Just as the response to shifting demographics has been slow, so too has the response to behavioural changes. The well-documented rise of chemsex is believed to be part of the reason for rising transmissions among gay men, yet the` government-funded response aimed at addressing the issue has been minimal.

“There’s been a failure to recognise and respond to emerging new scenes,” says James Johnson, also a member of ACT UP London. “Many HIV prevention organisations have been ill equipped to deal with the escalating numbers of chemsexers and the impact this is having on rising HIV rates.”
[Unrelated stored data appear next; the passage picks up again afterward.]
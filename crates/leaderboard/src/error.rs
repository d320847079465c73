use thiserror::Error;

/// Failures talking to the leaderboard API, split by whether retrying
/// the same request later can reasonably succeed.
#[derive(Debug, Error)]
pub enum Error {
    /// Rate limiting, server errors, transport failures.
    #[error("transient leaderboard error: {message}")]
    Transient { message: String },

    /// Bad request, unknown resource, malformed response body.
    #[error("permanent leaderboard error: {message}")]
    Permanent { message: String },
}

impl Error {
    #[must_use]
    pub fn transient(message: impl Into<String>) -> Self {
        Self::Transient {
            message: message.into(),
        }
    }

    #[must_use]
    pub fn permanent(message: impl Into<String>) -> Self {
        Self::Permanent {
            message: message.into(),
        }
    }

    /// Whether a later retry of the same request may succeed.
    #[must_use]
    pub fn is_transient(&self) -> bool {
        matches!(self, Self::Transient { .. })
    }
}

pub type Result<T> = std::result::Result<T, Error>;
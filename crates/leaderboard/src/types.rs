//! Public run/game types and the wire format of the speedrun.com API.

use serde::{Deserialize, Serialize};

/// Verification status filter accepted by the runs endpoint.
#[derive(Debug, Clone, Copy, PartialEq, Eq, Serialize, Deserialize)]
#[serde(rename_all = "camelCase")]
pub enum RunStatus {
    /// Submitted and awaiting moderator review.
    New,
    Verified,
    Rejected,
}

impl RunStatus {
    pub(crate) fn as_query(self) -> &'static str {
        match self {
            Self::New => "new",
            Self::Verified => "verified",
            Self::Rejected => "rejected",
        }
    }
}

/// A game as resolved by the search endpoint.
#[derive(Debug, Clone, PartialEq, Eq, Serialize, Deserialize)]
#[serde(rename_all = "camelCase")]
pub struct GameRef {
    /// API identifier used in run queries.
    pub id: String,
    /// International display name.
    pub name: String,
}

/// A submitted run, flattened from the API representation.
#[derive(Debug, Clone, PartialEq, Serialize, Deserialize)]
#[serde(rename_all = "camelCase")]
pub struct RunCandidate {
    pub run_id: String,
    pub game_id: String,
    pub player: String,
    pub category: String,
    /// Submission timestamp as reported by the API (RFC 3339).
    #[serde(skip_serializing_if = "Option::is_none")]
    pub submitted_at: Option<String>,
    pub weblink: String,
    /// Primary run time in seconds.
    #[serde(skip_serializing_if = "Option::is_none")]
    pub time_seconds: Option<f64>,
    #[serde(skip_serializing_if = "Option::is_none")]
    pub video: Option<String>,
}

// ── Wire format ─────────────────────────────────────────────────────────

/// Paginated response envelope.
#[derive(Debug, Deserialize)]
pub(crate) struct Page<T> {
    pub data: Vec<T>,
}

#[derive(Debug, Deserialize)]
pub(crate) struct ApiGame {
    pub id: String,
    pub names: ApiNames,
}

#[derive(Debug, Deserialize)]
pub(crate) struct ApiNames {
    pub international: String,
}

/// A run as returned with `embed=players,category`.
#[derive(Debug, Deserialize)]
pub(crate) struct ApiRun {
    pub id: String,
    pub weblink: String,
    pub game: String,
    #[serde(default)]
    pub submitted: Option<String>,
    #[serde(default)]
    pub players: Option<Embedded<Vec<ApiPlayer>>>,
    #[serde(default)]
    pub category: Option<Embedded<ApiCategory>>,
    #[serde(default)]
    pub times: Option<ApiTimes>,
    #[serde(default)]
    pub videos: Option<ApiVideos>,
}

/// Embedded sub-resources arrive wrapped in their own `data` envelope.
#[derive(Debug, Deserialize)]
pub(crate) struct Embedded<T> {
    pub data: T,
}

/// Registered users carry `names`, guests only a bare `name`.
#[derive(Debug, Deserialize)]
pub(crate) struct ApiPlayer {
    #[serde(default)]
    pub id: Option<String>,
    #[serde(default)]
    pub name: Option<String>,
    #[serde(default)]
    pub names: Option<ApiNames>,
}

#[derive(Debug, Deserialize)]
pub(crate) struct ApiCategory {
    pub name: String,
}

#[derive(Debug, Deserialize)]
pub(crate) struct ApiTimes {
    #[serde(default)]
    pub primary_t: Option<f64>,
}

#[derive(Debug, Deserialize)]
pub(crate) struct ApiVideos {
    #[serde(default)]
    pub links: Vec<ApiLink>,
}

#[derive(Debug, Deserialize)]
pub(crate) struct ApiLink {
    pub uri: String,
}

const UNKNOWN: &str = "Unknown";

impl From<ApiRun> for RunCandidate {
    fn from(run: ApiRun) -> Self {
        let player = run
            .players
            .and_then(|p| p.data.into_iter().next())
            .map(|p| {
                p.names
                    .map(|n| n.international)
                    .or(p.name)
                    .or(p.id)
                    .unwrap_or_else(|| UNKNOWN.into())
            })
            .unwrap_or_else(|| UNKNOWN.into());
        let category = run
            .category
            .map_or_else(|| UNKNOWN.into(), |c| c.data.name);
        Self {
            run_id: run.id,
            game_id: run.game,
            player,
            category,
            submitted_at: run.submitted,
            weblink: run.weblink,
            time_seconds: run.times.and_then(|t| t.primary_t),
            video: run
                .videos
                .and_then(|v| v.links.into_iter().next().map(|l| l.uri)),
        }
    }
}

#[allow(clippy::unwrap_used, clippy::expect_used)]
#[cfg(test)]
mod tests {
    use super::*;

    fn api_run(json: serde_json::Value) -> ApiRun {
        serde_json::from_value(json).unwrap()
    }

    #[test]
    fn test_candidate_from_embedded_run() {
        let run = api_run(serde_json::json!({
            "id": "r1",
            "weblink": "https://example.org/run/r1",
            "game": "g1",
            "submitted": "2024-05-01T12:00:00Z",
            "players": { "data": [{ "id": "u1", "names": { "international": "speedy" } }] },
            "category": { "data": { "name": "Any%" } },
            "times": { "primary_t": 123.456 },
            "videos": { "links": [{ "uri": "https://video.example/v" }] }
        }));
        let candidate = RunCandidate::from(run);
        assert_eq!(candidate.run_id, "r1");
        assert_eq!(candidate.player, "speedy");
        assert_eq!(candidate.category, "Any%");
        assert_eq!(candidate.time_seconds, Some(123.456));
        assert_eq!(candidate.video.as_deref(), Some("https://video.example/v"));
    }

    #[test]
    fn test_candidate_guest_player_uses_bare_name() {
        let run = api_run(serde_json::json!({
            "id": "r2",
            "weblink": "https://example.org/run/r2",
            "game": "g1",
            "players": { "data": [{ "name": "guesty" }] }
        }));
        assert_eq!(RunCandidate::from(run).player, "guesty");
    }

    #[test]
    fn test_candidate_missing_embeds_fall_back() {
        let run = api_run(serde_json::json!({
            "id": "r3",
            "weblink": "https://example.org/run/r3",
            "game": "g1"
        }));
        let candidate = RunCandidate::from(run);
        assert_eq!(candidate.player, "Unknown");
        assert_eq!(candidate.category, "Unknown");
        assert!(candidate.time_seconds.is_none());
        assert!(candidate.video.is_none());
    }

    #[test]
    fn test_status_query_values() {
        assert_eq!(RunStatus::New.as_query(), "new");
        assert_eq!(RunStatus::Verified.as_query(), "verified");
        assert_eq!(RunStatus::Rejected.as_query(), "rejected");
    }
}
That more people than ever are getting tested is one of the big successes of campaigns like THT’s ‘It Starts With Me’. But testing alone isn’t going to halt rising transmission rates; a more nuanced approach is needed, one which incorporates these large scale programmes with refined interventions that resonate with the high risk categories, as well those who remain unmoved and unreached by current campaigns.

Current HIV prevention strategies have been hit hard by budget cuts and the drive towards efficiency.

“We need more partnership work, more community led responses, less reliance on old methods,” says Johnson. “We need less organisations relying on the fear factor to elicit donations and more use of mass media to impart simple messages about living with HIV.”

And of course, there is the ongoing NHS decision-making process as to how to distribute PrEP, potentially one of the most effective prevention techniques for curbing new transmissions.

“PrEP is not the answer to reducing HIV, it is just one tool,’ says ACT UP’s Dan Glass. “It is likely to be most useful and successful with very high-risk group. But it won’t reduce transmission numbers overnight as the one in four who remain undiagnosed continues to be the pool of HIV that is hardest to tackle.”

PrEP is unlikely to be the silver bullet that finally brings an end to HIV, but it is a very potent weapon, particularly for the gay community. And at a time when local councils in London are neglecting their responsibility to confront the problem and when transmissions are rising to levels not seen since the eighties, it’s a weapon the gay community, not only needs, but deserves. As the NHS budget comes under even more scrutiny, the fight to make PrEP as widely available as possible is on. 

“We’re arguing very strongly that it should be made available to enough gay men to make a public health difference,” says NAT’s Azad. “In the end that will be cost effective because it will reduce the amount of HIV in the community and significantly reduce over time HIV transmissions.  So at a time there’s real pressure on NHS budgets we have to make the argument very strongly that gay men’s health matters, that prep is something that absolutely has to be funded.”

Current HIV prevention strategies have been hit hard by budget cuts and the drive towards efficiency. Ill equipped to address evolving demographics and behaviours, the current provisions are now wholly inadequate. It’s short-termism, and it’s failing. If the government wants to avert an impending public health crisis then serious innovation is required, more money desperately needed. Until they recognised this, transmission rates are only going to go in one direction.